Ex-Bush Aide: White House Officials Called Evangelicals 'Ridiculous'
Oct. 16, 2006 — -- For the White House, the charges coming their way this morning in the new book "Tempting Faith: An Inside Story of Political Seduction" must seem anything but heaven-sent.
The accusations are coming from an unlikely source: David Kuo, former deputy director of the White House Office of Faith-Based Initiatives, which channels federal dollars to religious charities.
Kuo says the office was misused to rally evangelical Christians, the Republican base voters, to get GOP politicians elected. Not only that, Kuo claims Bush officials mocked evangelical leaders behind their backs, alleging that in the office of political guru Karl Rove they were called "the nuts."
"National Christian leaders received hugs and smiles in person and then were dismissed behind their backs and described as 'ridiculous', 'out of control,' and just plain 'goofy,' " Kuo writes.
"You name the important Christian leader, and I have heard them mocked by serious people in serious places," Kuo told "60 Minutes" Sunday night.
That mockery, he added, included the Rev. Pat Robertson being called "insane," the Rev. Jerry Falwell being called "ridiculous" and comments that Dr. James Dobson of Focus on the Family "had to be controlled."
James Towey, Kuo's former boss in the faith-based initiative office, suggested Kuo is bearing false witness.
What the book seems to be "describing is kind of a personal animus against evangelicals and a kind of personal insulting behavior," Towey said. "President Bush would never have tolerated that, and I never saw it in four and a half years."
Kuo says that he never heard President Bush himself say anything negative about Christians, but he believes many Christians have put too much faith in political leaders.
"I think the Christians have viewed this president, with a lot of help from the White House, as a pastor-in-chief, as opposed to a commander-in-chief," Kuo said today on "Good Morning America."
"And Christians need to understand that there's a difference between George W. Bush who is a great man, a good, compassionate man, and President Bush, a politician."
Kuo says it should come as no surprise that any administration plays politics.
"But my point is even in this White House, you are loved for your votes, not anything else. That's what you need to know," Kuo said. "I say it within this broader argument, Christians have put way too much emphasis on politics."
Towey allowed that "perhaps junior staffers and interns" may have made such a comment.
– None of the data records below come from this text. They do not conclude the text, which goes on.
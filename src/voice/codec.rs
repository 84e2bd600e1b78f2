//! Transport encoding for audio payloads (standard base64)

use base64::Engine;
use base64::engine::general_purpose::STANDARD;

use crate::{Error, Result};

/// Decode a standard-alphabet, `=`-padded base64 string into raw bytes
///
/// # Errors
///
/// Returns `MalformedPayload` if the input contains characters outside the
/// alphabet or has invalid padding or length
pub fn decode_transport_encoding(text: &str) -> Result<Vec<u8>> {
    STANDARD
        .decode(text)
        .map_err(|e| Error::MalformedPayload(e.to_string()))
}

/// Encode raw bytes as standard base64
#[must_use]
pub fn encode_transport_encoding(bytes: &[u8]) -> String {
    STANDARD.encode(bytes)
}
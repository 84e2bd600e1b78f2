//! Database module for durable progress storage

mod blob;
mod schema;

use std::path::Path;

use r2d2::{Pool, PooledConnection};
use r2d2_sqlite::SqliteConnectionManager;

use crate::{Error, Result};

pub use blob::{BlobStore, MemoryBlobStore, SqliteBlobStore};
pub use schema::SCHEMA_VERSION;

/// Database connection pool
pub type DbPool = Pool<SqliteConnectionManager>;

/// Pooled database connection
pub type DbConn = PooledConnection<SqliteConnectionManager>;

/// Initialize the database
///
/// # Errors
///
/// Returns error if database cannot be opened or initialized
pub fn init<P: AsRef<Path>>(path: P) -> Result<DbPool> {
    if let Some(parent) = path.as_ref().parent() {
        std::fs::create_dir_all(parent)?;
    }

    let manager = SqliteConnectionManager::file(path);
    let pool = Pool::builder()
        .max_size(4)
        .build(manager)
        .map_err(|e| Error::Database(e.to_string()))?;

    // Run migrations on first connection
    let conn = pool.get().map_err(|e| Error::Database(e.to_string()))?;
    schema::init(&conn)?;

    tracing::info!(version = SCHEMA_VERSION, "database initialized");
    Ok(pool)
}

/// Initialize an in-memory database (for testing)
///
/// # Errors
///
/// Returns error if database cannot be initialized
pub fn init_memory() -> Result<DbPool> {
    let manager = SqliteConnectionManager::memory();
    let pool = Pool::builder()
        .max_size(1)
        .build(manager)
        .map_err(|e| Error::Database(e.to_string()))?;

    let conn = pool.get().map_err(|e| Error::Database(e.to_string()))?;
    schema::init(&conn)?;

    Ok(pool)
}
"Maybe David heard something, I don't know," he said. "You might hear a comment from a staff person, when they saw a religious leader, say something about Islam -- or something after Katrina where you would kind of have your eyebrows raised saying, 'Why would they say such a thing?' "
But at high levels, he insisted, with "decision-makers in the White House and the president, there was respect for the evangelical leadership and for the other faith leaders with whom the president met. … People like Chuck Colson and Rick Warren and Dr. Dobson, they're friends of the White House. We may not always agree with them, but, uh, there was a real mutual respect."
Kuo also claims the White House used the taxpayer-funded Office of Faith-Based Initiatives to hold events designed to rally the evangelical conservative GOP members in 20 targeted races in 2002.